**** EXCERPTED DATA

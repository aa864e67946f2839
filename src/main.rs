// Copyright (c) 2026 Bountyy Oy. All rights reserved.
// This software is proprietary and confidential.

//! Nuotta CLI
//!
//! Captures traffic for a list of URLs, or replays exported capture logs
//! into a user listing.

use std::env;
use std::path::PathBuf;
use std::process::ExitCode;
use std::sync::Arc;

use anyhow::{bail, Context};

use nuotta::{
    replay_logs, Capture, CaptureConfig, DirectorySaver, HttpClient, Request, TransportHost, UserRegistry,
};

#[tokio::main]
async fn main() -> ExitCode {
    // Initialize logging
    tracing_subscriber::fmt()
        .with_env_filter(
            tracing_subscriber::EnvFilter::from_default_env()
                .add_directive("nuotta=info".parse().unwrap()),
        )
        .with_writer(std::io::stderr)
        .init();

    let args: Vec<String> = env::args().collect();

    if args.len() < 2 {
        print_usage();
        return ExitCode::from(1);
    }

    let result = match args[1].as_str() {
        "capture" => capture_urls(&args[2..]).await,
        "users" => replay_users(&args[2..]),
        "--help" | "-h" | "help" => {
            print_usage();
            return ExitCode::SUCCESS;
        }
        "--version" | "-v" | "version" => {
            println!("nuotta {}", nuotta::VERSION);
            return ExitCode::SUCCESS;
        }
        cmd => {
            eprintln!("Unknown command: {}", cmd);
            print_usage();
            return ExitCode::from(1);
        }
    };

    match result {
        Ok(()) => ExitCode::SUCCESS,
        Err(e) => {
            eprintln!("Error: {:#}", e);
            ExitCode::from(1)
        }
    }
}

fn print_usage() {
    println!(
        r#"Nuotta - Redacting traffic capture for Slack web clients

USAGE:
    nuotta <COMMAND> [OPTIONS]

COMMANDS:
    capture [--users] [--out DIR] <url>...
                    Fetch URLs through a capture and save the redacted log
    users <log.ndjson>...
                    Replay capture logs and print users as NDJSON
    help            Show this help message
    version         Show version information

EXAMPLES:
    nuotta capture --users --out captures https://app.slack.com/api/users.list
    nuotta users slack_capture_*.ndjson > users.ndjson

Set RUST_LOG=nuotta=debug to see every captured exchange.
"#
    );
}

struct CaptureArgs {
    users: bool,
    out: PathBuf,
    urls: Vec<String>,
}

fn parse_capture_args(args: &[String]) -> anyhow::Result<CaptureArgs> {
    let mut parsed = CaptureArgs {
        users: false,
        out: PathBuf::from("."),
        urls: Vec::new(),
    };

    let mut iter = args.iter();
    while let Some(arg) = iter.next() {
        match arg.as_str() {
            "--users" => parsed.users = true,
            "--out" => {
                let dir = iter.next().context("--out needs a directory")?;
                parsed.out = PathBuf::from(dir);
            }
            flag if flag.starts_with("--") => bail!("unknown option {}", flag),
            url => parsed.urls.push(url.to_string()),
        }
    }

    if parsed.urls.is_empty() {
        bail!("Usage: nuotta capture [--users] [--out DIR] <url>...");
    }
    Ok(parsed)
}

async fn capture_urls(args: &[String]) -> anyhow::Result<()> {
    let args = parse_capture_args(args)?;

    let host = Arc::new(TransportHost::with_client(HttpClient::new()?));
    let config = CaptureConfig::any_host().user_capture(args.users);
    let capture = Capture::install(host.clone(), config)?
        .with_saver(Arc::new(DirectorySaver::new(&args.out)));

    for url in &args.urls {
        let request = Request::get(url).with_context(|| format!("invalid URL {}", url))?;
        match host.fetch(request).await {
            Ok(response) => println!(
                "{} {} ({} bytes, {}ms)",
                response.status_code(),
                url,
                response.body_len(),
                response.response_time_ms
            ),
            Err(e) => eprintln!("Failed to fetch {}: {}", url, e),
        }
    }

    let status = capture.status();
    println!(
        "\nCaptured {} entries (~{} bytes), {} users",
        status.entries, status.approx_bytes, status.users
    );

    let log = capture.download(None)?;
    println!("Log saved to {}", log.display());
    if args.users {
        let users = capture.download_users(None)?;
        println!("Users saved to {}", users.display());
    }

    capture.stop();
    Ok(())
}

fn replay_users(paths: &[String]) -> anyhow::Result<()> {
    if paths.is_empty() {
        bail!("Usage: nuotta users <log.ndjson>...");
    }

    let mut registry = UserRegistry::new();
    let counts = replay_logs(paths, &mut registry)?;

    print!("{}", registry.export_ndjson()?);
    eprintln!(
        "files={} lines={} users={} skipped={} unique={}",
        counts.files,
        counts.lines,
        counts.users,
        counts.skipped,
        registry.len()
    );
    Ok(())
}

********

● **YOUR INSTRUCTIONS**: The entries are to be transcribed exactly, each line in full.

● **SOLUTION TO THIS TASK**:
repository aa864e67946f2839
filename src/main.rs
// Copyright (c) 2026 Bountyy Oy. All rights reserved.
// This software is proprietary and confidential.

//! Nuotta CLI
//!
//! Captures traffic for a list of URLs, or replays exported capture logs
//! into a user listing.

use std::env;
use std::path::PathBuf;
use std::process::ExitCode;
use std::sync::Arc;

use anyhow::{bail, Context};

use nuotta::{
    replay_logs, Capture, CaptureConfig, DirectorySaver, HttpClient, Request, TransportHost, UserRegistry,
};

#[tokio::main]
async fn main() -> ExitCode {
    // Initialize logging
    tracing_subscriber::fmt()
        .with_env_filter(
            tracing_subscriber::EnvFilter::from_default_env()
                .add_directive("nuotta=info".parse().unwrap()),
        )
        .with_writer(std::io::stderr)
        .init();

    let args: Vec<String> = env::args().collect();

    if args.len() < 2 {
        print_usage();
        return ExitCode::from(1);
    }

    let result = match args[1].as_str() {
        "capture" => capture_urls(&args[2..]).await,
        "users" => replay_users(&args[2..]),
        "--help" | "-h" | "help" => {
            print_usage();
            return ExitCode::SUCCESS;
        }
        "--version" | "-v" | "version" => {
            println!("nuotta {}", nuotta::VERSION);
            return ExitCode::SUCCESS;
        }
        cmd => {
            eprintln!("Unknown command: {}", cmd);
            print_usage();
            return ExitCode::from(1);
        }
    };

    match result {
        Ok(()) => ExitCode::SUCCESS,
        Err(e) => {
            eprintln!("Error: {:#}", e);
            ExitCode::from(1)
        }
    }
}

fn print_usage() {
    println!(
        r#"Nuotta - Redacting traffic capture for Slack web clients

USAGE:
    nuotta <COMMAND> [OPTIONS]

COMMANDS:
    capture [--users] [--out DIR] <url>...
                    Fetch URLs through a capture and save the redacted log
    users <log.ndjson>...
                    Replay capture logs and print users as NDJSON
    help            Show this help message
    version         Show version information

EXAMPLES:
    nuotta capture --users --out captures https://app.slack.com/api/users.list
    nuotta users slack_capture_*.ndjson > users.ndjson

Set RUST_LOG=nuotta=debug to see every captured exchange.
"#
    );
}

struct CaptureArgs {
    users: bool,
    out: PathBuf,
    urls: Vec<String>,
}

fn parse_capture_args(args: &[String]) -> anyhow::Result<CaptureArgs> {
    let mut parsed = CaptureArgs {
        users: false,
        out: PathBuf::from("."),
        urls: Vec::new(),
    };

    let mut iter = args.iter();
    while let Some(arg) = iter.next() {
        match arg.as_str() {
            "--users" => parsed.users = true,
            "--out" => {
                let dir = iter.next().context("--out needs a directory")?;
                parsed.out = PathBuf::from(dir);
            }
            flag if flag.starts_with("--") => bail!("unknown option {}", flag),
            url => parsed.urls.push(url.to_string()),
        }
    }

    if parsed.urls.is_empty() {
        bail!("Usage: nuotta capture [--users] [--out DIR] <url>...");
    }
    Ok(parsed)
}

async fn capture_urls(args: &[String]) -> anyhow::Result<()> {
    let args = parse_capture_args(args)?;

    let host = Arc::new(TransportHost::with_client(HttpClient::new()?));
    let config = CaptureConfig::any_host().user_capture(args.users);
    let capture = Capture::install(host.clone(), config)?
        .with_saver(Arc::new(DirectorySaver::new(&args.out)));

    for url in &args.urls {
        let request = Request::get(url).with_context(|| format!("invalid URL {}", url))?;
        match host.fetch(request).await {
            Ok(response) => println!(
                "{} {} ({} bytes, {}ms)",
                response.status_code(),
                url,
                response.body_len(),
                response.response_time_ms
            ),
            Err(e) => eprintln!("Failed to fetch {}: {}", url, e),
        }
    }

    let status = capture.status();
    println!(
        "\nCaptured {} entries (~{} bytes), {} users",
        status.entries, status.approx_bytes, status.users
    );

    let log = capture.download(None)?;
    println!("Log saved to {}", log.display());
    if args.users {
        let users = capture.download_users(None)?;
        println!("Users saved to {}", users.display());
    }

    capture.stop();
    Ok(())
}

fn replay_users(paths: &[String]) -> anyhow::Result<()> {
    if paths.is_empty() {
        bail!("Usage: nuotta users <log.ndjson>...");
    }

    let mut registry = UserRegistry::new();
    let counts = replay_logs(paths, &mut registry)?;

    print!("{}", registry.export_ndjson()?);
    eprintln!(
        "files={} lines={} users={} skipped={} unique={}",
        counts.files,
        counts.lines,
        counts.users,
        counts.skipped,
        registry.len()
    );
    Ok(())
}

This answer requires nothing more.